• [The task]: Among the records, which lines include "primary"? List them.

• [Data supplied]:
##############################

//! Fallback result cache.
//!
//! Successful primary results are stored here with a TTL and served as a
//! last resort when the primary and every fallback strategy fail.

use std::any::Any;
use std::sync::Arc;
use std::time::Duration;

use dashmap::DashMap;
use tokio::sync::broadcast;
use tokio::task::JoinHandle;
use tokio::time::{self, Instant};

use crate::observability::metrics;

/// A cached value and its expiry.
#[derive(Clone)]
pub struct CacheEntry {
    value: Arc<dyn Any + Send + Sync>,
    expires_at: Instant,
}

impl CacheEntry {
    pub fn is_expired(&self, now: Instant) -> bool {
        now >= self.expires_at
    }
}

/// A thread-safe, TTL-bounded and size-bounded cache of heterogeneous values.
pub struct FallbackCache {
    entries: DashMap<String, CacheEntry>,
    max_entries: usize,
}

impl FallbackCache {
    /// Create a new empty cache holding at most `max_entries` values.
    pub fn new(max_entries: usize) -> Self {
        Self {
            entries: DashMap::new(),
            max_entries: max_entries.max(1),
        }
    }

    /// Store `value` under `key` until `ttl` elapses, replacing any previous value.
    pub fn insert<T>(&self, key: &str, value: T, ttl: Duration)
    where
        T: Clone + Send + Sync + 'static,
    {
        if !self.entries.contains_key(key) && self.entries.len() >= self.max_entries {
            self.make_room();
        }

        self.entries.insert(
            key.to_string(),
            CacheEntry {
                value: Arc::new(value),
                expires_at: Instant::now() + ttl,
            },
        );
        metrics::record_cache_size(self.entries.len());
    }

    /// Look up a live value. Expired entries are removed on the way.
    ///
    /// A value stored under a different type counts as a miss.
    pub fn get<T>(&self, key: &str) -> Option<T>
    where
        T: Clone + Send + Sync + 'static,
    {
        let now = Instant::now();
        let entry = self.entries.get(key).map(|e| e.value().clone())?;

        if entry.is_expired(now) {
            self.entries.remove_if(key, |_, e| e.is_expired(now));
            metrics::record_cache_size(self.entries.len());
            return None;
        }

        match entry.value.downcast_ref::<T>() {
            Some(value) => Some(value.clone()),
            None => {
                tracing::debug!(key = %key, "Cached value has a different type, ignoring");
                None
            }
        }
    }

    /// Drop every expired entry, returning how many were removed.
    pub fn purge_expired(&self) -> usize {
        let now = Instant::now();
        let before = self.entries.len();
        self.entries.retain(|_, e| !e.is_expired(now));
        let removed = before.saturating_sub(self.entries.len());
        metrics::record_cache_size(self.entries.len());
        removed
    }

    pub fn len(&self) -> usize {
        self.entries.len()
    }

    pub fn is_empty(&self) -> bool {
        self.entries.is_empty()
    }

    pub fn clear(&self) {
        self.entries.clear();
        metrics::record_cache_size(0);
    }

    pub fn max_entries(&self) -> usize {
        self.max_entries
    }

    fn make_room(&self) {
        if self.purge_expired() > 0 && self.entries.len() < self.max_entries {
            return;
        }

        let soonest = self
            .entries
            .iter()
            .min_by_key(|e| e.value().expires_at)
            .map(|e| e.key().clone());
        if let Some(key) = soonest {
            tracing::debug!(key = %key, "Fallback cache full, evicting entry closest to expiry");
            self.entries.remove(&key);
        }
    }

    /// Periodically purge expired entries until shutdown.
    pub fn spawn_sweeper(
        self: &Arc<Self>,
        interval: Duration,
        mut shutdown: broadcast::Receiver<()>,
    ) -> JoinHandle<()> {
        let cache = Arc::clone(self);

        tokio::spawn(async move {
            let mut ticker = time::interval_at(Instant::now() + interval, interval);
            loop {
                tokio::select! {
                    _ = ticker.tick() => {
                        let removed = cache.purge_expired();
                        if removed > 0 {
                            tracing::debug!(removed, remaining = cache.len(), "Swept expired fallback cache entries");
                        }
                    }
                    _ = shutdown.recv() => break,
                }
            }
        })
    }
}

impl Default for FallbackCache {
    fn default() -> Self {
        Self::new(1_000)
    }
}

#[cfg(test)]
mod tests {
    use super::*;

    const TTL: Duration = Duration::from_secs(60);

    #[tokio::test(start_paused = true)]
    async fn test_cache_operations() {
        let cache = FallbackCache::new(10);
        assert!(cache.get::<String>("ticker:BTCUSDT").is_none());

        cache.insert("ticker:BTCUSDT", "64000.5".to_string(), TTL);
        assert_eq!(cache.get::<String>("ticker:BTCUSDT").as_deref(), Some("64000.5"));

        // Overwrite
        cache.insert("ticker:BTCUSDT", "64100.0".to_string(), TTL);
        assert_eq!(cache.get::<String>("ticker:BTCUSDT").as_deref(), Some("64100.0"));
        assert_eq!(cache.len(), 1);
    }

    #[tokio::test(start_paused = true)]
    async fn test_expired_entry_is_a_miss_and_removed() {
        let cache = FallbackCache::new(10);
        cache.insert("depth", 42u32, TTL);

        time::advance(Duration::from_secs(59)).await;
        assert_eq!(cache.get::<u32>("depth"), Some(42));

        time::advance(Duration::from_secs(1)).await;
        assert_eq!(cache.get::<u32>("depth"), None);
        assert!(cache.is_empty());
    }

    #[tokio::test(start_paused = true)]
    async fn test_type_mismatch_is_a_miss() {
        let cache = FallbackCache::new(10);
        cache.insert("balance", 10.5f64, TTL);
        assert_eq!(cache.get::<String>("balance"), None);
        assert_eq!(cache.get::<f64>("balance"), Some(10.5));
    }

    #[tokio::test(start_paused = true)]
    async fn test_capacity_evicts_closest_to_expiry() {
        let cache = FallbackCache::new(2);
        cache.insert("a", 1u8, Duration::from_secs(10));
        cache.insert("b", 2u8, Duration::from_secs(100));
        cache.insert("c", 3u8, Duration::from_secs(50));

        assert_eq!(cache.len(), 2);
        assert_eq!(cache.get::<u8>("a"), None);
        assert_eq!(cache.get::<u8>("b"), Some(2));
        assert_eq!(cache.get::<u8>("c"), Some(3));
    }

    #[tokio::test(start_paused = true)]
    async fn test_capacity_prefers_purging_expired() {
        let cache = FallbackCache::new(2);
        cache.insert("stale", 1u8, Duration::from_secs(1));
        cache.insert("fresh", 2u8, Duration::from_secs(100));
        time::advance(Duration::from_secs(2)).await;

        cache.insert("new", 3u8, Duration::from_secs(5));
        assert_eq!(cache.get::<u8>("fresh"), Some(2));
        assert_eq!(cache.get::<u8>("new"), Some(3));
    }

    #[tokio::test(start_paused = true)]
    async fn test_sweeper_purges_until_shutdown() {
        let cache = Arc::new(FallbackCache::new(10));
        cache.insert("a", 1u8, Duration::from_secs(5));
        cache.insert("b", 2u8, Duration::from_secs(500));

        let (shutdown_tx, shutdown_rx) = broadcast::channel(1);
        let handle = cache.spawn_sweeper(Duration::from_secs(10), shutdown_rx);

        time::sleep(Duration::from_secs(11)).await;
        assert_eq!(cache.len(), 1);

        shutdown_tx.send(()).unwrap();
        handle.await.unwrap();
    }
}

##############################

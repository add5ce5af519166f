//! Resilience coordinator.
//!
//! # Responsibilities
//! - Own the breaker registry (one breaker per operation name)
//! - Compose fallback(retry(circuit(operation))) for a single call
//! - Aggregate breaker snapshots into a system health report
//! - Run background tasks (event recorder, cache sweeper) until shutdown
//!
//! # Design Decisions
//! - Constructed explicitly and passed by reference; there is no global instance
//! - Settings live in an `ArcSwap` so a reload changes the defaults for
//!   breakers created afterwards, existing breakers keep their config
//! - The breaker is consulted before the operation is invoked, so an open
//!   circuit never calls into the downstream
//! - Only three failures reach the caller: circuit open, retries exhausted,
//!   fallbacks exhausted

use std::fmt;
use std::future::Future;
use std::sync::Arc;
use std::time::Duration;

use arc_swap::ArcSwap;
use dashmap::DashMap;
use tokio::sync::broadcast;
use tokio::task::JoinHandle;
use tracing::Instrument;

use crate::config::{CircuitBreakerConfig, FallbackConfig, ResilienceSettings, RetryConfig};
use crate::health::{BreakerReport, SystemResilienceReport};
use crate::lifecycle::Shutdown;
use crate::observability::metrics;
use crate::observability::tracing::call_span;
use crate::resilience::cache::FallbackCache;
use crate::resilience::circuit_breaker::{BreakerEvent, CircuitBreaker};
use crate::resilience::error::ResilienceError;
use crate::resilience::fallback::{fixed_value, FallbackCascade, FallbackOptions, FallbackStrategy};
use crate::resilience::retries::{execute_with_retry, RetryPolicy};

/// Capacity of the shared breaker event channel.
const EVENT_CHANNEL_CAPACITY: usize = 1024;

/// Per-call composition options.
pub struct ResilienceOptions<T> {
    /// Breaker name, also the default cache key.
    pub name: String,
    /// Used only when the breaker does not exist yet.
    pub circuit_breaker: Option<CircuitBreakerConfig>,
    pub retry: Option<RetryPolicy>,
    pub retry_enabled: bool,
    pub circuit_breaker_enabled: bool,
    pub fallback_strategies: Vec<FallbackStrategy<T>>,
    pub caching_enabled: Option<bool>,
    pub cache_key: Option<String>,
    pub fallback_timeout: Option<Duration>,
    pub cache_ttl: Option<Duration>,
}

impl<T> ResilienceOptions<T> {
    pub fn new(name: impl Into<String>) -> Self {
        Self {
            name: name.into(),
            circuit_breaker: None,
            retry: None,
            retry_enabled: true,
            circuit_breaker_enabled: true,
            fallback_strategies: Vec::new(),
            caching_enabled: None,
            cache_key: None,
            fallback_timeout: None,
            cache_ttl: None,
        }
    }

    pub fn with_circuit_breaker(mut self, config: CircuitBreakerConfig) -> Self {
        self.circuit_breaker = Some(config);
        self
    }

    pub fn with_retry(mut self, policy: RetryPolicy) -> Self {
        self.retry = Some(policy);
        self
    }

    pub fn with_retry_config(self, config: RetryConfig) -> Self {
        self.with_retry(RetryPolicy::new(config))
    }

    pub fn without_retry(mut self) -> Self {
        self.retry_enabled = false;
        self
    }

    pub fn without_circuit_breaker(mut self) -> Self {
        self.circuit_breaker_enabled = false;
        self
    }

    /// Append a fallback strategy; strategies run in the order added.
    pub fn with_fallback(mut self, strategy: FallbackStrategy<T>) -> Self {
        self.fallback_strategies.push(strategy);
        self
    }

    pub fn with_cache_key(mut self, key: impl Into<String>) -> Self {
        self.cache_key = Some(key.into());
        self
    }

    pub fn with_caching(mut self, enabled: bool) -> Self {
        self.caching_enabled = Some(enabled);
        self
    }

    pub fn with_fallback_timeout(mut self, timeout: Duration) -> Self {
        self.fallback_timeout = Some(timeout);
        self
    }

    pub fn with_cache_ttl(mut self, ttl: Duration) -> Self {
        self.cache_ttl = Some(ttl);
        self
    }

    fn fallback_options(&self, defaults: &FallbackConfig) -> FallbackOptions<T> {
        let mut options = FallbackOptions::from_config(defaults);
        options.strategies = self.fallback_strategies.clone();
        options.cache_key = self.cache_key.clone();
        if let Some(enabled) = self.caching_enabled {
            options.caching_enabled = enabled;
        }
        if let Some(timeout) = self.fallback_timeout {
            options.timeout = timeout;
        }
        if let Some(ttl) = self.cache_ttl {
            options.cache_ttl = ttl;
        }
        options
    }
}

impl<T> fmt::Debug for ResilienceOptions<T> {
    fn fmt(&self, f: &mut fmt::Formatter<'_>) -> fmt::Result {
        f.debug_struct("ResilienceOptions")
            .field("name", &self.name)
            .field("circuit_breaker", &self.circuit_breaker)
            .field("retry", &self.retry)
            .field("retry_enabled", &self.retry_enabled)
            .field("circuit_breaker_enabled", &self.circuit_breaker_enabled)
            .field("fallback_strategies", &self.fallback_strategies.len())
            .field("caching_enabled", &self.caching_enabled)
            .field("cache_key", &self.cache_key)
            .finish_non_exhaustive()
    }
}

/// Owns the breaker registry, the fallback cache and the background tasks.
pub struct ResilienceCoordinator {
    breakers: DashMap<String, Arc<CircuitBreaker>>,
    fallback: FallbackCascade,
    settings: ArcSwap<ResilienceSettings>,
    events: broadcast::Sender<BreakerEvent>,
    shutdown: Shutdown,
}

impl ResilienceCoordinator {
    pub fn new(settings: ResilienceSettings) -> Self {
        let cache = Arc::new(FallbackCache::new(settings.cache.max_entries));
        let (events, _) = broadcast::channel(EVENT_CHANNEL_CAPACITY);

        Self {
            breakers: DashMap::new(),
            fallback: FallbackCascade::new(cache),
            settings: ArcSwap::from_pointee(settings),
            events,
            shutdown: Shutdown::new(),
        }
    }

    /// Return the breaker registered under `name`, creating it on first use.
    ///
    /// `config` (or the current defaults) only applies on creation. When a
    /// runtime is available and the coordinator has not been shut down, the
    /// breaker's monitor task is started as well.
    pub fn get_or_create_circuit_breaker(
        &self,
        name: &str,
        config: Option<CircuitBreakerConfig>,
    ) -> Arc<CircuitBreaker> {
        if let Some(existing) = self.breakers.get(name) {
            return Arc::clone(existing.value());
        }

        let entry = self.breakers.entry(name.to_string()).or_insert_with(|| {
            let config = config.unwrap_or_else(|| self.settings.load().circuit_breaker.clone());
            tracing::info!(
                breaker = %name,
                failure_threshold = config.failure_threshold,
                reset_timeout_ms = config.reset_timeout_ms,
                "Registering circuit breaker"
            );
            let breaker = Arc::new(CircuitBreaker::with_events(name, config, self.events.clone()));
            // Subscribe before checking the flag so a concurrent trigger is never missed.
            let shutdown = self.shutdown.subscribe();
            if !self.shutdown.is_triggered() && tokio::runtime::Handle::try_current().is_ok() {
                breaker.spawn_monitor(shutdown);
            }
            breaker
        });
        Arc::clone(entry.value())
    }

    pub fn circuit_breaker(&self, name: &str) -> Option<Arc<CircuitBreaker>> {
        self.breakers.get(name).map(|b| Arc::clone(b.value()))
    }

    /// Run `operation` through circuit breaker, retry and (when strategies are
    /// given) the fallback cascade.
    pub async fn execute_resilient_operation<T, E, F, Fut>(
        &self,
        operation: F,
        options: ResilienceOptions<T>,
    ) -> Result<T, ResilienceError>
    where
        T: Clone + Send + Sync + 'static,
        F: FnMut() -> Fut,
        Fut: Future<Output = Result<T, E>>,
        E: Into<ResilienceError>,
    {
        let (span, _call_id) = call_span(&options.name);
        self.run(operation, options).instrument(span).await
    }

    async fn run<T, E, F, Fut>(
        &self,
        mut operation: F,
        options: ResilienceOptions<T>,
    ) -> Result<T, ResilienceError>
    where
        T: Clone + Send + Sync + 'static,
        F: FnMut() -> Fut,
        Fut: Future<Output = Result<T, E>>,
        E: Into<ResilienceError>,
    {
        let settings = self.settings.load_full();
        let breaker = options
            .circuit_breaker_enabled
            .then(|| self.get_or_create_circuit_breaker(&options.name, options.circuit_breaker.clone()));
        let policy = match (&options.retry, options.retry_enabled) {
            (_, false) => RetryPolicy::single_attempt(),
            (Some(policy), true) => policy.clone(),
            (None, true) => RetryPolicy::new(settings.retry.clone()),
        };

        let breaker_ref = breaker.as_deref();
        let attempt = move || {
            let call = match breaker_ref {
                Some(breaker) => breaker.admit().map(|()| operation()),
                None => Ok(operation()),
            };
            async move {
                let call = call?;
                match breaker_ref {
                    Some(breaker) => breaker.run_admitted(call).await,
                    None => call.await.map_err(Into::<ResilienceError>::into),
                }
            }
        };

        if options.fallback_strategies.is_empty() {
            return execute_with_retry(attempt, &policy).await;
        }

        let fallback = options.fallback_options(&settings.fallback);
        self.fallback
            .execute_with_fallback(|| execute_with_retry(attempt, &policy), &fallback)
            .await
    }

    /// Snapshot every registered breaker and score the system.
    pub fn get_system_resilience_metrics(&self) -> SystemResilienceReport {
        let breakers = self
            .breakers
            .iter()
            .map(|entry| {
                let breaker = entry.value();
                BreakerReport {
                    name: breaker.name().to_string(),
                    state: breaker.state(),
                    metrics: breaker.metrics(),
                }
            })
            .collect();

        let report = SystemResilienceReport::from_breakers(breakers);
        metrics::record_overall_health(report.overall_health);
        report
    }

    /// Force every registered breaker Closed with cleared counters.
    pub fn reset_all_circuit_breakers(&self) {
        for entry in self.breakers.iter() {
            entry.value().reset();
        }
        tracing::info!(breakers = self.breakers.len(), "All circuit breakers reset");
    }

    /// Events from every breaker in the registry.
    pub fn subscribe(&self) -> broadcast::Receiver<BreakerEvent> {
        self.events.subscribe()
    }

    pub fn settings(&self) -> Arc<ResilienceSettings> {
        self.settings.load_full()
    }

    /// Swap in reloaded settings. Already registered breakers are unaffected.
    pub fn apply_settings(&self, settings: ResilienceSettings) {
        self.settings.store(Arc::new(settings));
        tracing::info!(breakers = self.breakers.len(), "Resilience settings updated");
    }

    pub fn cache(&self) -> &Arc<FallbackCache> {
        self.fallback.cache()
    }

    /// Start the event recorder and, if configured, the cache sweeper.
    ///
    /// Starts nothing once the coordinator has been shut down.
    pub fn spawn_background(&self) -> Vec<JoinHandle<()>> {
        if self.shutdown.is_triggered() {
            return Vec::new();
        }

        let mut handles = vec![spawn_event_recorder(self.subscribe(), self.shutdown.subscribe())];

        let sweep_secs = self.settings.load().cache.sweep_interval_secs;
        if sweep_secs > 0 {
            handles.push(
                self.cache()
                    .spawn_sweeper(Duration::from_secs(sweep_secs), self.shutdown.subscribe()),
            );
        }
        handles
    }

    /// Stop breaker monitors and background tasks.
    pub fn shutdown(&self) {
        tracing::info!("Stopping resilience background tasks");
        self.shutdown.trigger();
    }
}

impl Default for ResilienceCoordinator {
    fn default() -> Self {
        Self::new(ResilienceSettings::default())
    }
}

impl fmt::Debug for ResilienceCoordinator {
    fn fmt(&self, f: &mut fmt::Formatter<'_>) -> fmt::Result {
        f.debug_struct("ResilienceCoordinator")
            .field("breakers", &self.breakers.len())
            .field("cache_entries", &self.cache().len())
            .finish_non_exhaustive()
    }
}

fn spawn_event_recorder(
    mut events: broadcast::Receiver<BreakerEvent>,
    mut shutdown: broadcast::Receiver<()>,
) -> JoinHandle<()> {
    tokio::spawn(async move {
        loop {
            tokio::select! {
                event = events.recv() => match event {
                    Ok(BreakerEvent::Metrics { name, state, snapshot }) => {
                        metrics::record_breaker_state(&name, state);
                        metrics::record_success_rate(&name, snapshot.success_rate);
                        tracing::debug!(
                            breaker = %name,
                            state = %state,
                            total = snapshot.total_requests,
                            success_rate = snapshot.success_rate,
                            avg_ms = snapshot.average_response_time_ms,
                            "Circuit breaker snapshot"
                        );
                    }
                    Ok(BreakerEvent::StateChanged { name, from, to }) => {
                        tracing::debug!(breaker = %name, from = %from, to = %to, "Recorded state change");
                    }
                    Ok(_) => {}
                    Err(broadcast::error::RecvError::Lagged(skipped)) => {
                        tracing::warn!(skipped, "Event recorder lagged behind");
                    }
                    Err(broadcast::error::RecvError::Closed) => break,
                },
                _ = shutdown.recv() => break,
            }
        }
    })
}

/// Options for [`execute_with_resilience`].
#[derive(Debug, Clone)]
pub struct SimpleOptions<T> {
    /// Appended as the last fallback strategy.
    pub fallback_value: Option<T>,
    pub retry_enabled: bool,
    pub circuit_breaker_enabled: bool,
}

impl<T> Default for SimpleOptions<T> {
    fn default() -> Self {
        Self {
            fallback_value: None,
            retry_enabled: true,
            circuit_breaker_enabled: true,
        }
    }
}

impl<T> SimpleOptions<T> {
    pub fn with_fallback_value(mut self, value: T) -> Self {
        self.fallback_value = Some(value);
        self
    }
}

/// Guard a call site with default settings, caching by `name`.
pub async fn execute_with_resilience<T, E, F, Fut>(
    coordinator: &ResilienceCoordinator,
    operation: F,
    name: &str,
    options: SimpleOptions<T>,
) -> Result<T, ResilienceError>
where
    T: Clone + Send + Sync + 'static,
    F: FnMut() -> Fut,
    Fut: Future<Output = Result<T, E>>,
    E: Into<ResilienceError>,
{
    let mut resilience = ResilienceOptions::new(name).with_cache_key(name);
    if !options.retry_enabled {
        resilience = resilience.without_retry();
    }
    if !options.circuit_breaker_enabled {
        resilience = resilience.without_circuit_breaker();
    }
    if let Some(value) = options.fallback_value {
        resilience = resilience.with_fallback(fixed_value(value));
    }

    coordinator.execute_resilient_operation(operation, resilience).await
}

##############################

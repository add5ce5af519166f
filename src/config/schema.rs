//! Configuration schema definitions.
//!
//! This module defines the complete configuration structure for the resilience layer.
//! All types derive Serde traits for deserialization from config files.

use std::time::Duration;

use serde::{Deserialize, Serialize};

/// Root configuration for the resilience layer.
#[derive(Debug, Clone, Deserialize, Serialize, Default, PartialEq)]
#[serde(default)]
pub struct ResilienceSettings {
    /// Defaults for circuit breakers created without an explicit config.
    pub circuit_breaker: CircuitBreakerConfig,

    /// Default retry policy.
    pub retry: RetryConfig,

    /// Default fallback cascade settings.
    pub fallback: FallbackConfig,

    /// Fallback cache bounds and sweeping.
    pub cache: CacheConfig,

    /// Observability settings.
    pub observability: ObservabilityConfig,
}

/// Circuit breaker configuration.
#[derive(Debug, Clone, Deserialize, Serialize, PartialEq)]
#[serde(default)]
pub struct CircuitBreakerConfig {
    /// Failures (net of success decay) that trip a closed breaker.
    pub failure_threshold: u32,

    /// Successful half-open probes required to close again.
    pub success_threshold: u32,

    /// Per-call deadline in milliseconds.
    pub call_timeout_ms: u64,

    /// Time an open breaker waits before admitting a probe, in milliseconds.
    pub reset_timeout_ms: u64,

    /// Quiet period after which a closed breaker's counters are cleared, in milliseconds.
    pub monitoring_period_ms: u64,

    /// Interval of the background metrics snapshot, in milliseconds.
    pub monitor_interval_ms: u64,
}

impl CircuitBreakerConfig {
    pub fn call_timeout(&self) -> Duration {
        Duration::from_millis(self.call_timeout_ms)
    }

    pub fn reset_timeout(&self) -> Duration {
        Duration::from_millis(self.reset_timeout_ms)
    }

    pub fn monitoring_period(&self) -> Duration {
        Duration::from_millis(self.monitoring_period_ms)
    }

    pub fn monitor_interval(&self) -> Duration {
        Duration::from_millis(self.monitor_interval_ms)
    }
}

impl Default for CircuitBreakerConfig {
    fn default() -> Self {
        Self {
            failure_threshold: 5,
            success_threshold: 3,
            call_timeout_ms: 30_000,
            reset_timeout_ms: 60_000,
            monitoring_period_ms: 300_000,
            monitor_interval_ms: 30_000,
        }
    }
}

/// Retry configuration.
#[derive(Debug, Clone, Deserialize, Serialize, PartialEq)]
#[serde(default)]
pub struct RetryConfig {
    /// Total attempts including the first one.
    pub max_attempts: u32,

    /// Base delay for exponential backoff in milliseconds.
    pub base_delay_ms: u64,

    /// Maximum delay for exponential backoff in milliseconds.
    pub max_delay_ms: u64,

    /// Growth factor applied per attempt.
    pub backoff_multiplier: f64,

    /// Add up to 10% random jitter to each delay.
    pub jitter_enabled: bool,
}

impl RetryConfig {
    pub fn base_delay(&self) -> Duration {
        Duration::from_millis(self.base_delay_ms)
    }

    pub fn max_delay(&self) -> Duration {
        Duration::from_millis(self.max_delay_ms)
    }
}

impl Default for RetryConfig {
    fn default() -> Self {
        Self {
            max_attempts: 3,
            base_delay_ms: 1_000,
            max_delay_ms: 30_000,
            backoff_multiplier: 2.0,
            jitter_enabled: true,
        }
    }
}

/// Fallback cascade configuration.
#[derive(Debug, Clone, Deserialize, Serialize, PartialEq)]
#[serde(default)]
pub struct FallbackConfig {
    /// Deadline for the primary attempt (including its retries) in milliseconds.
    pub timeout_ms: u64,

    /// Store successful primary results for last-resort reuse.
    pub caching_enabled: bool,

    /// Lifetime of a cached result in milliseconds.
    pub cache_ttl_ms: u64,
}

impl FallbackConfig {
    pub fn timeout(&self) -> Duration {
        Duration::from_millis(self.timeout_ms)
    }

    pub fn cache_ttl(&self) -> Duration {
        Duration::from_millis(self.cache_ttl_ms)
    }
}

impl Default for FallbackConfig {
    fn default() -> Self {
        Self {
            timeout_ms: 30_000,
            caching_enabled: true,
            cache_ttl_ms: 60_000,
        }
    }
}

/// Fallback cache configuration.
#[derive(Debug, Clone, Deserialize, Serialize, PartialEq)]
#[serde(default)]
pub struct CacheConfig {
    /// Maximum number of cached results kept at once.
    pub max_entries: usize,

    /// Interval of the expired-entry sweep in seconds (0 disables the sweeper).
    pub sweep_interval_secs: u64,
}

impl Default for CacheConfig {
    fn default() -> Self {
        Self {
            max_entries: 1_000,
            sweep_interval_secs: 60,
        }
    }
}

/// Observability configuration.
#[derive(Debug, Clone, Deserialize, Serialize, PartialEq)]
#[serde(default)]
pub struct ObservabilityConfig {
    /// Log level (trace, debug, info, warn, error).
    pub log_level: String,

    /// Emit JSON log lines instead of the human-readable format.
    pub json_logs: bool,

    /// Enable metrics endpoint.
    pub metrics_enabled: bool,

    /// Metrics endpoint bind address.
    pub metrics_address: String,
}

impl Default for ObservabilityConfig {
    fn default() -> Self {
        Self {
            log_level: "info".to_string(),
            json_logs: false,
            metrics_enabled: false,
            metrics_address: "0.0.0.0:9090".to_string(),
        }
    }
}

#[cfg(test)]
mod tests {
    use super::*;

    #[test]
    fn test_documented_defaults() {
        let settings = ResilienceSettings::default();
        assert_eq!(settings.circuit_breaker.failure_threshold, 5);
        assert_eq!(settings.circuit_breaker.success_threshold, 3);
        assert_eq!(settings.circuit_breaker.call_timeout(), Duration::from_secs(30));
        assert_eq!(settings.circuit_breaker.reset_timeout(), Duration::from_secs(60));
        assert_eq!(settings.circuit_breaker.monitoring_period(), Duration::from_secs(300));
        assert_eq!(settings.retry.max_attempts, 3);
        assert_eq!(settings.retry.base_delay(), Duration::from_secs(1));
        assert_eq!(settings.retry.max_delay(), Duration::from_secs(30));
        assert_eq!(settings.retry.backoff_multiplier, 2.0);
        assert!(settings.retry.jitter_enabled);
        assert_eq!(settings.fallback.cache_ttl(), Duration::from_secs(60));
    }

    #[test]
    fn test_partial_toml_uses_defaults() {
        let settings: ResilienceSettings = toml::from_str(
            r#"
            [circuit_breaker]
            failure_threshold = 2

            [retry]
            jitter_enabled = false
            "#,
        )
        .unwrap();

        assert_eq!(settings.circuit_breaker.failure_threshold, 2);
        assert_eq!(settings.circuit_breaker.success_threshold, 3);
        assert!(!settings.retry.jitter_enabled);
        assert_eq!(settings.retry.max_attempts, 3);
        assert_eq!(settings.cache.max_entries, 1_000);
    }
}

##############################

• [Problem solution]:
//! Successful primary results are stored here with a TTL and served as a
//! last resort when the primary and every fallback strategy fail.
    /// Deadline for the primary attempt (including its retries) in milliseconds.
    /// Store successful primary results for last-resort reuse.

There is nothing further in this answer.